From an ISLA perspective, the effort applied to this one regulation has at times dwarfed all other projects. The SFTR journey is far from over however. Although it has just passed a very significant milestone, there are plenty of twists and turns still to come. The next phases of the journey will come in the shape of the implementation of phases 3 and 4, further clarifications from regulators, and of course the potential SFTR mark II to address missing fields and other assorted issues.
From a volume perspective, securities lending trades accounted for some one million of all transactions reported in the first week. It should be remembered this was only a subset of the entire market, as only new transactions booked since go-live date have been reported. That said, this still represents a large body of data which based on early feedback, is working well. To illustrate that success, ISLA understands that around 95% of transactions reported are being accepted by the trade repositories, a testament to the extraordinary industry preparations.
These are however only the first days of reporting, and so not unexpectedly tweaks will need to be made. Each issue will be resolved either by an addition or amend to the current consensus-driven best practice, whilst the more problematic issues will be brought to the attention of ESMA (European Securities and Markets Authority).
Over time, two notable trends will appear; the first being that issues and challenges will diminish as they are resolved, whilst the second will be that data volumes will increase as old trades mature and are replaced with new loans captured by the scope of the regulation. This final growth is expected to peak in approximately two to three months, its arrival marked by reported loan balances beginning to match the reported collateral.
At that stage, many will start asking the question, “What has SFTR done to the securities lending market?”. One easy initial response might be that it has finally addressed the Financial Stability Board (FSB) transparency recommendations of 2013 (although it may take some time before we see what this extraordinary collection of data looks like). The industry should also keep an eye on current market reporting processes to check that the picture it creates is aligned to the one used in day-to-day trading.

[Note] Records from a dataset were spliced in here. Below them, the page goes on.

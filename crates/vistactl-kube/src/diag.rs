//! Best-effort diagnostics battery
//!
//! Every probe is isolated: a failing check is recorded inline and the rest
//! of the battery still runs, so a partially-broken environment yields a
//! partial report instead of an error. Nothing here mutates cluster state.

use chrono::{DateTime, Utc};
use k8s_openapi::api::core::v1::Pod;
use kube::api::{ListParams, LogParams};
use serde::Serialize;
use std::time::Duration;

use crate::client::ClusterClient;
use crate::error::{KubeError, Result};
use crate::pvc;
use crate::rollout;

/// Timeout for a single HTTP connectivity probe
const PROBE_TIMEOUT: Duration = Duration::from_secs(10);

/// Outcome of a single check
#[derive(Debug, Clone, Serialize)]
pub struct CheckOutcome {
    pub name: String,
    pub success: bool,
    pub detail: String,
}

/// A collected battery of check outcomes
#[derive(Debug, Serialize)]
pub struct DiagReport {
    pub checks: Vec<CheckOutcome>,
    pub collected_at: DateTime<Utc>,
}

impl DiagReport {
    pub fn new() -> Self {
        Self {
            checks: Vec::new(),
            collected_at: Utc::now(),
        }
    }

    /// Record a check result, folding errors into the report
    pub fn record(&mut self, name: &str, result: Result<String>) {
        match result {
            Ok(detail) => self.checks.push(CheckOutcome {
                name: name.to_string(),
                success: true,
                detail,
            }),
            Err(e) => self.checks.push(CheckOutcome {
                name: name.to_string(),
                success: false,
                detail: e.to_string(),
            }),
        }
    }

    pub fn failed_count(&self) -> usize {
        self.checks.iter().filter(|c| !c.success).count()
    }
}

impl Default for DiagReport {
    fn default() -> Self {
        Self::new()
    }
}

/// Diagnostics collector for one release
pub struct Diagnostics<'a> {
    client: &'a ClusterClient,
    release: String,
    http: reqwest::Client,
}

impl<'a> Diagnostics<'a> {
    pub fn new(client: &'a ClusterClient, release: &str) -> Self {
        Self {
            client,
            release: release.to_string(),
            http: reqwest::Client::new(),
        }
    }

    fn instance_selector(&self) -> String {
        format!("app.kubernetes.io/instance={}", self.release)
    }

    /// Pod phases, restarts, and readiness
    pub async fn pod_summary(&self) -> Result<String> {
        let params = ListParams::default().labels(&self.instance_selector());
        let pods = self.client.pods().list(&params).await?;

        if pods.items.is_empty() {
            return Ok("no pods found for this release".to_string());
        }

        let mut lines = Vec::new();
        for pod in &pods.items {
            lines.push(describe_pod(pod));
        }
        Ok(lines.join("\n"))
    }

    /// Deployment replica counters
    pub async fn deployment_summary(&self) -> Result<String> {
        let params = ListParams::default().labels(&self.instance_selector());
        let deployments = self.client.deployments().list(&params).await?;

        if deployments.items.is_empty() {
            return Ok("no deployments found for this release".to_string());
        }

        let mut lines = Vec::new();
        for deployment in &deployments.items {
            let name = deployment.metadata.name.as_deref().unwrap_or("unnamed");
            let state = rollout::readiness(deployment);
            lines.push(format!(
                "{}: {} ready ({} updated, {} available)",
                name,
                state.display(),
                state.updated,
                state.available
            ));
        }
        Ok(lines.join("\n"))
    }

    /// Services and their cluster IPs
    pub async fn service_summary(&self) -> Result<String> {
        let params = ListParams::default().labels(&self.instance_selector());
        let services = self.client.services().list(&params).await?;

        if services.items.is_empty() {
            return Ok("no services found for this release".to_string());
        }

        let mut lines = Vec::new();
        for service in &services.items {
            let name = service.metadata.name.as_deref().unwrap_or("unnamed");
            let spec = service.spec.as_ref();
            let cluster_ip = spec
                .and_then(|s| s.cluster_ip.as_deref())
                .unwrap_or("<none>");
            let ports = spec
                .and_then(|s| s.ports.as_ref())
                .map(|ports| {
                    ports
                        .iter()
                        .map(|p| p.port.to_string())
                        .collect::<Vec<_>>()
                        .join(",")
                })
                .unwrap_or_default();
            lines.push(format!("{}: {} [{}]", name, cluster_ip, ports));
        }
        Ok(lines.join("\n"))
    }

    /// Claims with bound storage class; flags class mismatches
    pub async fn claim_summary(&self, expected_class: &str) -> Result<String> {
        let claims = pvc::list_claims(self.client, &self.release).await?;

        if claims.is_empty() {
            return Ok("no claims found for this release".to_string());
        }

        let mut lines = Vec::new();
        for claim in &claims {
            let class = claim.storage_class.as_deref().unwrap_or("<none>");
            let mismatch = if class != expected_class {
                " (storage class differs from configuration)"
            } else {
                ""
            };
            lines.push(format!(
                "{}: {} class={}{}{}",
                claim.name,
                claim.phase.as_deref().unwrap_or("Unknown"),
                class,
                claim
                    .capacity
                    .as_ref()
                    .map(|c| format!(" capacity={}", c))
                    .unwrap_or_default(),
                mismatch
            ));
        }
        Ok(lines.join("\n"))
    }

    /// Recent warning events in the namespace
    pub async fn warning_events(&self, limit: usize) -> Result<String> {
        let events = self.client.events().list(&ListParams::default()).await?;

        let mut warnings: Vec<_> = events
            .items
            .iter()
            .filter(|e| e.type_.as_deref() == Some("Warning"))
            .collect();
        warnings.sort_by_key(|e| e.last_timestamp.as_ref().map(|t| t.0));
        warnings.reverse();

        if warnings.is_empty() {
            return Ok("no warning events".to_string());
        }

        let lines: Vec<String> = warnings
            .iter()
            .take(limit)
            .map(|e| {
                format!(
                    "{} {}/{}: {}",
                    e.reason.as_deref().unwrap_or("Unknown"),
                    e.involved_object.kind.as_deref().unwrap_or("?"),
                    e.involved_object.name.as_deref().unwrap_or("?"),
                    e.message.as_deref().unwrap_or("").trim()
                )
            })
            .collect();
        Ok(lines.join("\n"))
    }

    /// Tail of the newest pod's log for one component
    pub async fn log_tail(&self, component: &str, lines: i64) -> Result<String> {
        let selector = format!(
            "{},app.kubernetes.io/component={}",
            self.instance_selector(),
            component
        );
        let pods = self
            .client
            .pods()
            .list(&ListParams::default().labels(&selector))
            .await?;

        let pod_name = pods
            .items
            .first()
            .and_then(|p| p.metadata.name.clone())
            .ok_or_else(|| KubeError::Probe(format!("no pod found for component {}", component)))?;

        let params = LogParams {
            tail_lines: Some(lines),
            ..Default::default()
        };
        let log = self.client.pods().logs(&pod_name, &params).await?;

        if log.trim().is_empty() {
            Ok(format!("{}: log empty", pod_name))
        } else {
            Ok(log)
        }
    }

    /// HTTP GET a health endpoint and compare the status code
    pub async fn http_probe(&self, url: &str, expected_status: u16) -> Result<String> {
        let response = self
            .http
            .get(url)
            .timeout(PROBE_TIMEOUT)
            .send()
            .await
            .map_err(|e| KubeError::Probe(format!("{}: {}", url, e)))?;

        let status = response.status().as_u16();
        if status == expected_status {
            Ok(format!("{} -> {}", url, status))
        } else {
            Err(KubeError::Probe(format!(
                "{} returned {} (expected {})",
                url, status, expected_status
            )))
        }
    }
}

fn describe_pod(pod: &Pod) -> String {
    let name = pod.metadata.name.as_deref().unwrap_or("unnamed");
    let phase = pod
        .status
        .as_ref()
        .and_then(|s| s.phase.as_deref())
        .unwrap_or("Unknown");

    let (ready, total, restarts) = pod
        .status
        .as_ref()
        .and_then(|s| s.container_statuses.as_ref())
        .map(|statuses| {
            let ready = statuses.iter().filter(|c| c.ready).count();
            let restarts: i32 = statuses.iter().map(|c| c.restart_count).sum();
            (ready, statuses.len(), restarts)
        })
        .unwrap_or((0, 0, 0));

    format!(
        "{}: {} ({}/{} ready, {} restarts)",
        name, phase, ready, total, restarts
    )
}

#[cfg(test)]
mod tests {
    use super::*;
    use k8s_openapi::api::core::v1::{ContainerStatus, PodStatus};
    use kube::api::ObjectMeta;

    #[test]
    fn test_record_folds_errors_inline() {
        let mut report = DiagReport::new();
        report.record("pods", Ok("fine".into()));
        report.record(
            "events",
            Err(KubeError::Probe("connection refused".into())),
        );

        assert_eq!(report.checks.len(), 2);
        assert_eq!(report.failed_count(), 1);
        assert!(report.checks[1].detail.contains("connection refused"));
    }

    #[test]
    fn test_describe_pod() {
        let pod = Pod {
            metadata: ObjectMeta {
                name: Some("vista3d-server-abc".into()),
                ..Default::default()
            },
            status: Some(PodStatus {
                phase: Some("Running".into()),
                container_statuses: Some(vec![ContainerStatus {
                    name: "server".into(),
                    ready: true,
                    restart_count: 2,
                    ..Default::default()
                }]),
                ..Default::default()
            }),
            ..Default::default()
        };

        assert_eq!(
            describe_pod(&pod),
            "vista3d-server-abc: Running (1/1 ready, 2 restarts)"
        );
    }
}
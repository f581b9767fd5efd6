//! Bootstrap command - prepare, render, and deploy in one run
//!
//! Rerunning with identical inputs converges: the kubeconfig is reused, a
//! healthy storage provisioner stays untouched, the manifest is regenerated
//! at the same path, and server-side apply leaves unchanged resources alone.

use vistactl_core::DeployConfig;

use super::{ResolvedInputs, deploy, prepare};
use crate::error::Result;

/// Run the bootstrap chain
pub async fn run(
    config: &DeployConfig,
    inputs: &ResolvedInputs,
    creds: &prepare::CredentialArgs,
    deploy_opts: &deploy::DeployOptions,
) -> Result<()> {
    // render-only asks for no cluster contact at all
    if deploy_opts.render_only {
        return deploy::run(config, inputs, deploy_opts).await;
    }

    prepare::run(config, creds).await?;
    deploy::run(config, inputs, deploy_opts).await
}
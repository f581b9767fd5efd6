//! Template rendering context

use serde::{Deserialize, Serialize};
use serde_json::Value as JsonValue;

use crate::values::Values;

/// Context available to all templates
#[derive(Debug, Clone, Serialize, Deserialize)]
pub struct RenderContext {
    /// User values (merged)
    pub values: JsonValue,

    /// Release information
    pub release: ReleaseInfo,
}

/// Release information for templates
#[derive(Debug, Clone, Serialize, Deserialize)]
#[serde(rename_all = "camelCase")]
pub struct ReleaseInfo {
    /// Release name
    pub name: String,

    /// Target namespace
    pub namespace: String,

    /// The tool writing the manifest (field manager / managed-by label)
    pub service: String,
}

impl ReleaseInfo {
    pub fn new(name: &str, namespace: &str) -> Self {
        Self {
            name: name.to_string(),
            namespace: namespace.to_string(),
            service: "vistactl".to_string(),
        }
    }
}

impl RenderContext {
    /// Create a new render context
    pub fn new(values: Values, release: ReleaseInfo) -> Self {
        Self {
            values: values.into_inner(),
            release,
        }
    }

    /// Convert to a minijinja-compatible context
    pub fn to_json(&self) -> JsonValue {
        serde_json::to_value(self).unwrap_or(JsonValue::Null)
    }
}

#[cfg(test)]
mod tests {
    use super::*;

    #[test]
    fn test_render_context() {
        let values = Values::from_yaml("server:\n  replicas: 1").unwrap();
        let ctx = RenderContext::new(values, ReleaseInfo::new("vista3d", "imaging"));

        let json = ctx.to_json();
        assert_eq!(json["release"]["name"], "vista3d");
        assert_eq!(json["release"]["namespace"], "imaging");
        assert_eq!(json["values"]["server"]["replicas"], 1);
    }
}
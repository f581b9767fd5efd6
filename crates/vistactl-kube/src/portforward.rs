//! Port-forward supervision
//!
//! Wraps `kubectl port-forward` in a supervised child process: a tracking
//! file records the child PID while the forward is up, Ctrl-C terminates
//! the child, and the tracking file is removed on every exit path so no
//! orphaned forwards are left behind.

use std::path::PathBuf;
use std::process::Stdio;
use tokio::process::Command;
use tracing::debug;

use crate::error::{KubeError, Result};

/// A port-forward target
#[derive(Debug, Clone)]
pub struct PortForward {
    /// Credential file to hand to kubectl
    pub kubeconfig: PathBuf,

    /// Namespace of the target
    pub namespace: String,

    /// kubectl target, e.g. `svc/vista3d-frontend`
    pub target: String,

    pub local_port: u16,
    pub remote_port: u16,
}

/// Location of the PID tracking file for a local port
pub fn pid_file_path(local_port: u16) -> PathBuf {
    std::env::temp_dir().join(format!("vistactl-port-forward-{}.pid", local_port))
}

impl PortForward {
    /// The kubectl invocation this forward runs
    pub fn command_line(&self) -> Vec<String> {
        vec![
            "kubectl".to_string(),
            "--kubeconfig".to_string(),
            self.kubeconfig.display().to_string(),
            "-n".to_string(),
            self.namespace.clone(),
            "port-forward".to_string(),
            self.target.clone(),
            format!("{}:{}", self.local_port, self.remote_port),
        ]
    }

    /// Run the forward until Ctrl-C or child exit
    pub async fn run(&self) -> Result<()> {
        let args = self.command_line();

        let mut child = Command::new(&args[0])
            .args(&args[1..])
            .stdin(Stdio::null())
            .spawn()
            .map_err(|e| {
                if e.kind() == std::io::ErrorKind::NotFound {
                    KubeError::MissingBinary {
                        binary: "kubectl".into(),
                        hint: "install kubectl or add it to PATH".into(),
                    }
                } else {
                    KubeError::Io(e)
                }
            })?;

        let pid_file = pid_file_path(self.local_port);
        if let Some(pid) = child.id() {
            std::fs::write(&pid_file, pid.to_string())?;
            debug!(pid, pid_file = %pid_file.display(), "port-forward started");
        }

        let result = tokio::select! {
            status = child.wait() => {
                let status = status?;
                if status.success() {
                    Ok(())
                } else {
                    Err(KubeError::CommandFailed {
                        command: "kubectl port-forward".into(),
                        status: status
                            .code()
                            .map(|c| c.to_string())
                            .unwrap_or_else(|| "signal".into()),
                        stderr: "port-forward exited unexpectedly".into(),
                    })
                }
            }
            _ = tokio::signal::ctrl_c() => {
                debug!("interrupt received, stopping port-forward");
                let _ = child.kill().await;
                Ok(())
            }
        };

        // tracking file must not outlive the forward
        let _ = std::fs::remove_file(&pid_file);
        result
    }
}

#[cfg(test)]
mod tests {
    use super::*;

    #[test]
    fn test_command_line() {
        let forward = PortForward {
            kubeconfig: PathBuf::from("/home/op/.kube/vista3d.yaml"),
            namespace: "vista3d".into(),
            target: "svc/vista3d-frontend".into(),
            local_port: 8501,
            remote_port: 8501,
        };

        let args = forward.command_line();
        assert_eq!(args[0], "kubectl");
        assert!(args.contains(&"port-forward".to_string()));
        assert!(args.contains(&"svc/vista3d-frontend".to_string()));
        assert!(args.contains(&"8501:8501".to_string()));
    }

    #[test]
    fn test_pid_file_path_per_port() {
        assert_ne!(pid_file_path(8501), pid_file_path(8000));
        assert!(
            pid_file_path(8501)
                .to_string_lossy()
                .contains("vistactl-port-forward-8501")
        );
    }
}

There is another associated win from this regulation though, specifically the added momentum it has imparted to industry standardization. Not just in common reference points like LEIs, or expressions of life cycle management to populate regulatory reporting, but the increased use of standardized, modular data schemas such as ISO 20022.
If the digitalization of our industry progresses as many hope, it could improve transparency even further than SFTR, and deliver associated benefits for both market participants and regulators alike. The knowledge gathered by those SFTR mages over the past years is going to come in very handy for our industry’s next steps.